The teams at both venues speak with consistent energy when describing the projectors in action. At MCEC, initial testing produced a memorable moment: the team powered the venue’s 50-ft screen configuration, typically requiring a three-projector blend, with a single QDX unit.
Strangio details: “We zoomed out and it fit perfectly. Everyone was just sitting there commenting, this is a game changer for us. The display was cinematic. The brightness, clarity, sharpness, detail, and depth were excellent and the blacks were stunning. It’s restored a lot of people’s confidence in projection.”
At Nyaal Banyul, four UDMs are running simultaneously in Delama Event Space as final handover processes conclude. In a development no one had planned for, Walker’s team has been carrying out projector alignment under full working lights — 500 lux at floor level. Walker says: “The brightness, punch, and sharpness of these projectors is just phenomenal. Even hanging openly on truss without housing enclosures, there are no perceptible fan noise issues in even the quietest room conditions.”

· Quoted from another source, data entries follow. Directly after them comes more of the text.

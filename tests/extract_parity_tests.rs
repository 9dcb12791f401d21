//! The driver-based and command-line extractors must agree on every row.
//!
//! Tests that need the `sqlite3` binary return early when it is missing.

mod common;

use common::{Fixture, SAMPLE_SEED};
use trackdb::error::ErrorCode;
use trackdb::legacy::{CliExtractor, LegacyExtractor, NativeExtractor};

fn cli_extractor() -> Option<CliExtractor> {
    let extractor = CliExtractor::new("sqlite3");
    if extractor.is_available() {
        Some(extractor)
    } else {
        eprintln!("sqlite3 not found, skipping");
        None
    }
}

#[test]
fn sample_project_extracts_identically() {
    let Some(cli) = cli_extractor() else { return };
    let fixture = Fixture::new();
    let path = fixture.legacy(SAMPLE_SEED);

    let native = NativeExtractor::new().extract(&path).unwrap();
    let via_cli = cli.extract(&path).unwrap();

    assert_eq!(native, via_cli);
    assert_eq!(native.prefix, "Proj");
    assert_eq!(native.counts().issues, 3);
}

#[test]
fn nulls_and_integer_timestamps_extract_identically() {
    let Some(cli) = cli_extractor() else { return };
    let fixture = Fixture::new();
    let path = fixture.legacy(
        "INSERT INTO issues (id, title, created_at, updated_at, assignee, estimated_minutes)
             VALUES ('x-1', 'epoch seconds', 1709283600, 1709283600, NULL, 90);
         INSERT INTO issues (id, title, created_at, updated_at, closed_at, close_reason)
             VALUES ('x-2', 'closed', '2024-03-01T09:00:00.250Z', '2024-03-01T10:00:00Z',
                     '2024-03-01 10:00:00', 'done');
         INSERT INTO comments (issue_id, author, text, created_at)
             VALUES ('x-2', 'kim', 'unicode: \u{00e9}t\u{00e9}', '2024-03-01 10:00:00');",
    );

    let native = NativeExtractor::new().extract(&path).unwrap();
    let via_cli = cli.extract(&path).unwrap();
    assert_eq!(native, via_cli);

    let closed = native.issues.iter().find(|i| i.id == "x-2").unwrap();
    assert!(closed.closed_at.is_some());
    let first = native.issues.iter().find(|i| i.id == "x-1").unwrap();
    assert_eq!(first.estimated_minutes, Some(90));
    assert!(first.assignee.is_none());
}

#[test]
fn missing_tables_extract_identically() {
    let Some(cli) = cli_extractor() else { return };
    let fixture = Fixture::new();
    let path = fixture.legacy_path();
    let conn = rusqlite::Connection::open(&path).unwrap();
    conn.execute_batch(
        "CREATE TABLE issues (id TEXT PRIMARY KEY, title TEXT, created_at TEXT);
         INSERT INTO issues VALUES ('old-1', 'from an early schema', '2023-01-01 00:00:00');",
    )
    .unwrap();
    drop(conn);

    let native = NativeExtractor::new().extract(&path).unwrap();
    let via_cli = cli.extract(&path).unwrap();
    assert_eq!(native, via_cli);
    assert_eq!(native.issues[0].issue_type, "task");
    assert!(native.events.is_empty());
}

#[test]
fn truncated_store_is_corrupted_input_for_both() {
    let fixture = Fixture::new();
    let path = fixture.legacy(
        "WITH RECURSIVE n(i) AS (SELECT 1 UNION ALL SELECT i + 1 FROM n WHERE i < 500)
         INSERT INTO issues (id, title, created_at, updated_at)
             SELECT 'x-' || i, replace(hex(zeroblob(100)), '0', 'x'),
                    '2024-03-01 09:00:00', '2024-03-01 09:00:00'
             FROM n;",
    );
    let bytes = std::fs::read(&path).unwrap();
    std::fs::write(&path, &bytes[..bytes.len() / 2]).unwrap();

    let err = NativeExtractor::new().extract(&path).unwrap_err();
    assert_eq!(err.code, ErrorCode::CorruptedInput);

    let Some(cli) = cli_extractor() else { return };
    let err = cli.extract(&path).unwrap_err();
    assert_eq!(err.code, ErrorCode::CorruptedInput);
}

The decision to commit to projection — rather than pivot to LED wall technology — was deliberate at both venues. For Nyaal Banyul, extensive customer interviews during the building’s development consistently returned to flexibility. Walker explains: “Should we need to move screen positions forwards or backwards, reduce the image surface or expand it, we can do that on a projector with optics. With an LED wall, you have to take it apart, move it, put it back up again.” A Barco projector on a motorised truss, with the right lens, adapts on the fly.
the Strangio echoes the logic: “Screen sizes and bar configurations change constantly at MCEC. Roof loading constrains large LED installations and setup and pack-down time. With projection there is a significant operational saving. It was never really a question of ‘are we doing away with projection?’. It was about how do we continually enhance what we already offer?”
Both venues also point to the Australian market’s distinctive inclusive-service model — technology, food, and event services delivered in-house — as an outcome that projection fits within seamlessly.
Tran puts the broader picture plainly: “Barco is one component of a large solution. The partnerships — with Diversified on the MCEC integration, and with Nyaal Banyul’s team and on-site integrators in Geelong — are what make the technology perform in the real world.”
For the two convention venues at very different points in their lifecycle, the conclusion is the same: when the lights come on and the audience arrives, Barco projection delivers.